“Siamo in guerra!?” domanda preoccupato il giornalista.
“Nò! Macché! Chi lo afferma è uno scellerato! Le nostre navi stanno presidiando una certa zona del mare straniero, per ragioni di sicurezza, per garantire i commerci internationali, per agevolare la cooperazione internazionale! Molti dei nostri soldati sono impegnati all’estero in missioni di pace humanitarie, aiutano le popolazioni locali civili straniere oppresse, a liberarsi dei propri governi dittatoriali! Non è vero che interveniamo nelle politiche interne di Stati stranieri sovrani! Noi vogliamo difendere l’humanità, straniera! Costruiscono scuole, asili, strade, ponti, ‘ospedali’, le nostre all’estero non sono missioni di guerra, ma di pace, pace duratura, perpetua, komunitaria, kom!” dice il kommissario kom esperto di questioni militari al nord.
“I nostri militari sono autorizzati a sparare? Le nostre navi sono ‘autorizzate a bombardare’ i territori nemici!?” domanda il giornalista.
“Nò! Non possiamo farlo senza l’esplicita autorizzazione da parte della Kommissione Kom Internationale! SE ATTACCATI ABBIAMO IL PERMESSO DI ‘RISPONDERE’, ‘MAGARI ANCHE ANTICIPANDO’ gli attacchi nemici, sparando per primi! In questo modo non sarebbe un attacco diretto, ma un attacco ‘difensivo’ ‘preventivo’ di ‘RISPOSTA’ ‘ANTICIPATA’!

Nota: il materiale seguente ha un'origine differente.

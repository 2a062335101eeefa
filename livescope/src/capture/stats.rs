//! Per-function timing statistics, updated as timers stream in.
//!
//! Adapted from the streaming hotspot aggregator: instead of re-scanning all
//! timers on every refresh, each ingested timer folds into its function's
//! entry in O(1).
//!
//! # Consistency
//!
//! Entries live in a `DashMap` keyed by absolute function address. An update
//! holds the entry's shard lock for the whole transition, and reads copy the
//! entry out under the same lock, so a reader sees either the state before an
//! update or after it, never a mix of fields. Updates and reads on functions in
//! other shards proceed in parallel.

use dashmap::DashMap;

/// Aggregate timing for one function.
///
/// `FunctionStats::default()` is the "no data" value returned for functions
/// that have never been observed.
#[derive(Debug, Clone, Copy, PartialEq, Eq, Default)]
pub struct FunctionStats {
    pub count: u64,
    pub total_ns: u64,
    pub min_ns: u64,
    pub max_ns: u64,
}

impl FunctionStats {
    /// Fold one call's duration in.
    pub fn record(&mut self, duration_ns: u64) {
        if self.count == 0 {
            self.min_ns = duration_ns;
            self.max_ns = duration_ns;
        } else {
            self.min_ns = self.min_ns.min(duration_ns);
            self.max_ns = self.max_ns.max(duration_ns);
        }
        self.count += 1;
        self.total_ns = self.total_ns.saturating_add(duration_ns);
    }

    /// `total_ns / count`, or 0 with no calls.
    #[must_use]
    pub fn average_ns(&self) -> u64 {
        self.total_ns.checked_div(self.count).unwrap_or(0)
    }

    #[must_use]
    pub fn has_data(&self) -> bool {
        self.count > 0
    }
}

/// Statistics for every function seen in a capture.
#[derive(Debug, Default)]
pub struct FunctionStatsTable {
    functions: DashMap<u64, FunctionStats>,
}

impl FunctionStatsTable {
    #[must_use]
    pub fn new() -> Self {
        Self::default()
    }

    /// Record one call of `function_address` lasting `duration_ns`.
    pub fn update(&self, function_address: u64, duration_ns: u64) {
        self.functions.entry(function_address).or_default().record(duration_ns);
    }

    /// Current snapshot, or the zero value for an unseen function.
    #[must_use]
    pub fn get(&self, function_address: u64) -> FunctionStats {
        self.functions.get(&function_address).map(|s| *s).unwrap_or_default()
    }

    /// Number of distinct functions observed.
    #[must_use]
    pub fn len(&self) -> usize {
        self.functions.len()
    }

    #[must_use]
    pub fn is_empty(&self) -> bool {
        self.functions.is_empty()
    }

    /// Copy every entry out, sorted by address.
    #[must_use]
    pub fn snapshot(&self) -> Vec<(u64, FunctionStats)> {
        let mut all: Vec<_> = self.functions.iter().map(|e| (*e.key(), *e.value())).collect();
        all.sort_unstable_by_key(|(address, _)| *address);
        all
    }
}
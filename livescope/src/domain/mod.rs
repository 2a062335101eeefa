//! Shared vocabulary for capture storage and views
//!
//! - `types`: thread ids, function addresses and nanosecond durations, each
//!   with the display form the functions table uses
//! - `errors`: ingestion, replay and view failures

pub mod errors;
pub mod types;

pub use types::{Duration, FunctionAddress, Tid};

pub use errors::{IngestError, ReplayError, ViewError};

Le regole militari lo prevedono! Non permetteremo mai ai nemici di dirsi vittime dei nostri attacchi deliberati! In un modo o nell’altro saranno sempre loro ad attaccarci per primi e noi a ‘difenderci’, a ‘RISPONDERE’ ai loro attacchi, ‘ANTICIPATAMENTE’, è questa l’essenza della democratura, la superiorità morale, il tradimento, l’inganno, la menzogna! Vince chi mente più forte di tutti gli Altri!” dice il kommissario kom esperto di questioni militari al nord.
“Ma se non siamo in guerra, perché richiamate d’urgenza i riservisti!?” domanda il giornalista.
“Ci siamo illusi che ‘DIFENDERE IL NOSTRO TERRITORIO’ non sarebbe più stato necessario …” dice il kommissario kom esperto di questioni militari al nord.